(What is needed) In which lines of the data does the string "ParseFailure" appear? Copy every one.

Start of Block

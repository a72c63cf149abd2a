//! Redundant test and outdated import detection.
//!
//! Candidates are parsed into the common syntax tree, reduced to assertion
//! fingerprints and compared against the existing corpus. Imports that the
//! symbol index no longer knows are reported as outdated.

pub mod fingerprint;
pub mod imports;

use std::collections::{BTreeMap, BTreeSet};
use std::sync::Arc;

use rayon::prelude::*;
use tracing::{debug, info};

use crate::core::config::EngineConfig;
use crate::core::model::{
    FindingKind, Fingerprint, Language, ParseFailure, RedundancyFinding, Severity, TestCase,
};
use crate::lang::common::SyntaxNode;
use crate::lang::registry::{parse_source, parse_source_strict};
use crate::providers::SymbolIndex;

use self::fingerprint::assertion_fingerprint;
use self::imports::{imports_in, is_allowlisted, referenced_in_assertions, resolve_import};

/// Findings plus the candidates that could not be analyzed.
#[derive(Debug, Clone, Default, PartialEq)]
pub struct RedundancyOutcome {
    pub findings: Vec<RedundancyFinding>,
    pub parse_failures: Vec<ParseFailure>,
}

/// Existing test reduced to what the comparison needs.
struct CorpusEntry<'a> {
    test: &'a TestCase,
    fingerprint: Fingerprint,
    imports: BTreeSet<String>,
}

pub struct RedundancyDetector {
    check_redundant: bool,
    check_outdated: bool,
    extra_allowed: Vec<String>,
    symbols: Arc<dyn SymbolIndex>,
}

impl RedundancyDetector {
    pub fn new(config: &EngineConfig, symbols: Arc<dyn SymbolIndex>) -> Self {
        Self {
            check_redundant: config.check_redundant_tests,
            check_outdated: config.check_outdated_imports,
            extra_allowed: config.extra_allowed_modules.clone(),
            symbols,
        }
    }

    /// Compare candidates with the existing corpus and the symbol index.
    pub fn detect(&self, candidates: &[TestCase], existing: &[TestCase]) -> RedundancyOutcome {
        if !self.check_redundant && !self.check_outdated {
            return RedundancyOutcome::default();
        }

        let mut corpus: Vec<CorpusEntry<'_>> = if self.check_redundant {
            existing.par_iter().map(|test| self.corpus_entry(test)).collect()
        } else {
            Vec::new()
        };
        corpus.sort_by(|a, b| a.test.id.cmp(&b.test.id));

        let per_candidate: Vec<_> = candidates
            .par_iter()
            .map(|candidate| self.analyze_candidate(candidate, &corpus))
            .collect();

        let mut outcome = RedundancyOutcome::default();
        for result in per_candidate {
            match result {
                Ok(findings) => outcome.findings.extend(findings),
                Err(failure) => outcome.parse_failures.push(failure),
            }
        }
        outcome.findings.sort_by(|a, b| {
            (&a.test_id, a.kind, &a.matched_test_id, &a.missing_module).cmp(&(
                &b.test_id,
                b.kind,
                &b.matched_test_id,
                &b.missing_module,
            ))
        });
        outcome.parse_failures.sort_by(|a, b| a.test_id.cmp(&b.test_id));

        info!(
            "Redundancy check: {} findings, {} unparseable candidates",
            outcome.findings.len(),
            outcome.parse_failures.len()
        );
        outcome
    }

    fn corpus_entry<'a>(&self, test: &'a TestCase) -> CorpusEntry<'a> {
        let fingerprint = match &test.assertion_fingerprint {
            Some(fingerprint) if !fingerprint.is_empty() => fingerprint.clone(),
            _ => parse_source(test.language, &test.code)
                .map(|tree| assertion_fingerprint(&tree))
                .unwrap_or_default(),
        };
        let imports = self.functional_imports(test, &test.imported_modules);
        CorpusEntry {
            test,
            fingerprint,
            imports,
        }
    }

    fn analyze_candidate(
        &self,
        candidate: &TestCase,
        corpus: &[CorpusEntry<'_>],
    ) -> std::result::Result<Vec<RedundancyFinding>, ParseFailure> {
        let tree = parse_source_strict(candidate.language, &candidate.code).map_err(|e| {
            debug!("Candidate {} failed to parse: {}", candidate.id, e);
            ParseFailure {
                test_id: candidate.id.clone(),
                language: candidate.language,
                message: e.to_string(),
            }
        })?;

        let mut imports = candidate.imported_modules.clone();
        for (module, bindings) in imports_in(&tree) {
            imports.entry(module).or_default().extend(bindings);
        }

        let mut findings = Vec::new();
        if self.check_redundant {
            findings.extend(self.find_redundant(candidate, &tree, &imports, corpus));
        }
        if self.check_outdated {
            findings.extend(self.find_outdated(candidate, &tree, &imports));
        }
        Ok(findings)
    }

    fn find_redundant(
        &self,
        candidate: &TestCase,
        tree: &SyntaxNode,
        imports: &BTreeMap<String, BTreeSet<String>>,
        corpus: &[CorpusEntry<'_>],
    ) -> Option<RedundancyFinding> {
        let candidate_imports = self.functional_imports(candidate, imports);
        if candidate_imports.is_empty() {
            return None;
        }

        let mut fingerprint = assertion_fingerprint(tree);
        if fingerprint.is_empty() {
            fingerprint = candidate.assertion_fingerprint.clone().unwrap_or_default();
        }

        let overlaps = |entry: &CorpusEntry<'_>| !entry.imports.is_disjoint(&candidate_imports);
        let others = corpus.iter().filter(|entry| entry.test.id != candidate.id);

        if !fingerprint.is_empty() {
            let matched = others
                .clone()
                .find(|entry| fingerprint.is_subset(&entry.fingerprint) && overlaps(entry));
            if let Some(entry) = matched {
                let equal = fingerprint == entry.fingerprint;
                return Some(RedundancyFinding {
                    test_id: candidate.id.clone(),
                    kind: FindingKind::Redundant,
                    matched_test_id: Some(entry.test.id.clone()),
                    missing_module: None,
                    severity: if equal { Severity::Medium } else { Severity::Low },
                    reason: if equal {
                        format!("Asserts exactly what {} already asserts", entry.test.id)
                    } else {
                        format!("Assertions are a subset of {}", entry.test.id)
                    },
                });
            }
        }

        others
            .filter(|entry| entry.test.name == candidate.name && overlaps(entry))
            .map(|entry| RedundancyFinding {
                test_id: candidate.id.clone(),
                kind: FindingKind::Redundant,
                matched_test_id: Some(entry.test.id.clone()),
                missing_module: None,
                severity: Severity::Medium,
                reason: format!("A test named {} already exists", entry.test.name),
            })
            .next()
    }

    fn find_outdated(
        &self,
        candidate: &TestCase,
        tree: &SyntaxNode,
        imports: &BTreeMap<String, BTreeSet<String>>,
    ) -> Vec<RedundancyFinding> {
        let mut reported = BTreeSet::new();
        let mut findings = Vec::new();

        for (module, bindings) in imports {
            if is_allowlisted(module, candidate.language, &self.extra_allowed) {
                continue;
            }
            let resolved = resolve_import(module, &candidate.source_file, candidate.language);
            let exists = resolved
                .as_deref()
                .is_some_and(|path| self.symbols.module_exists(path));
            if exists {
                continue;
            }

            let missing = resolved.unwrap_or_else(|| module.clone());
            if !reported.insert(missing.clone()) {
                continue;
            }
            let in_assertion = referenced_in_assertions(tree, module, bindings);
            findings.push(RedundancyFinding {
                test_id: candidate.id.clone(),
                kind: FindingKind::OutdatedImport,
                matched_test_id: None,
                severity: if in_assertion { Severity::High } else { Severity::Medium },
                reason: if in_assertion {
                    format!("Asserts on {} which no longer exists", missing)
                } else {
                    format!("Imports {} which no longer exists", missing)
                },
                missing_module: Some(missing),
            });
        }
        findings
    }

    /// Resolved, non-allowlisted imports: the functional area of a test.
    fn functional_imports(
        &self,
        test: &TestCase,
        imports: &BTreeMap<String, BTreeSet<String>>,
    ) -> BTreeSet<String> {
        imports
            .keys()
            .filter(|module| !is_allowlisted(module, test.language, &self.extra_allowed))
            .filter_map(|module| resolve_import(module, &test.source_file, test.language))
            .map(|module| normalize_area(&module, test.language))
            .collect()
    }
}

/// Python `src.app.db` and `app.db` name the same area.
fn normalize_area(module: &str, language: Language) -> String {
    if language == Language::Python {
        for prefix in ["src.", "lib."] {
            if let Some(stripped) = module.strip_prefix(prefix) {
                return stripped.to_string();
            }
        }
    }
    module.to_string()
}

End of Block

(Answer box)
    FindingKind, Fingerprint, Language, ParseFailure, RedundancyFinding, Severity, TestCase,
    pub parse_failures: Vec<ParseFailure>,
    ) -> std::result::Result<Vec<RedundancyFinding>, ParseFailure> {
            ParseFailure {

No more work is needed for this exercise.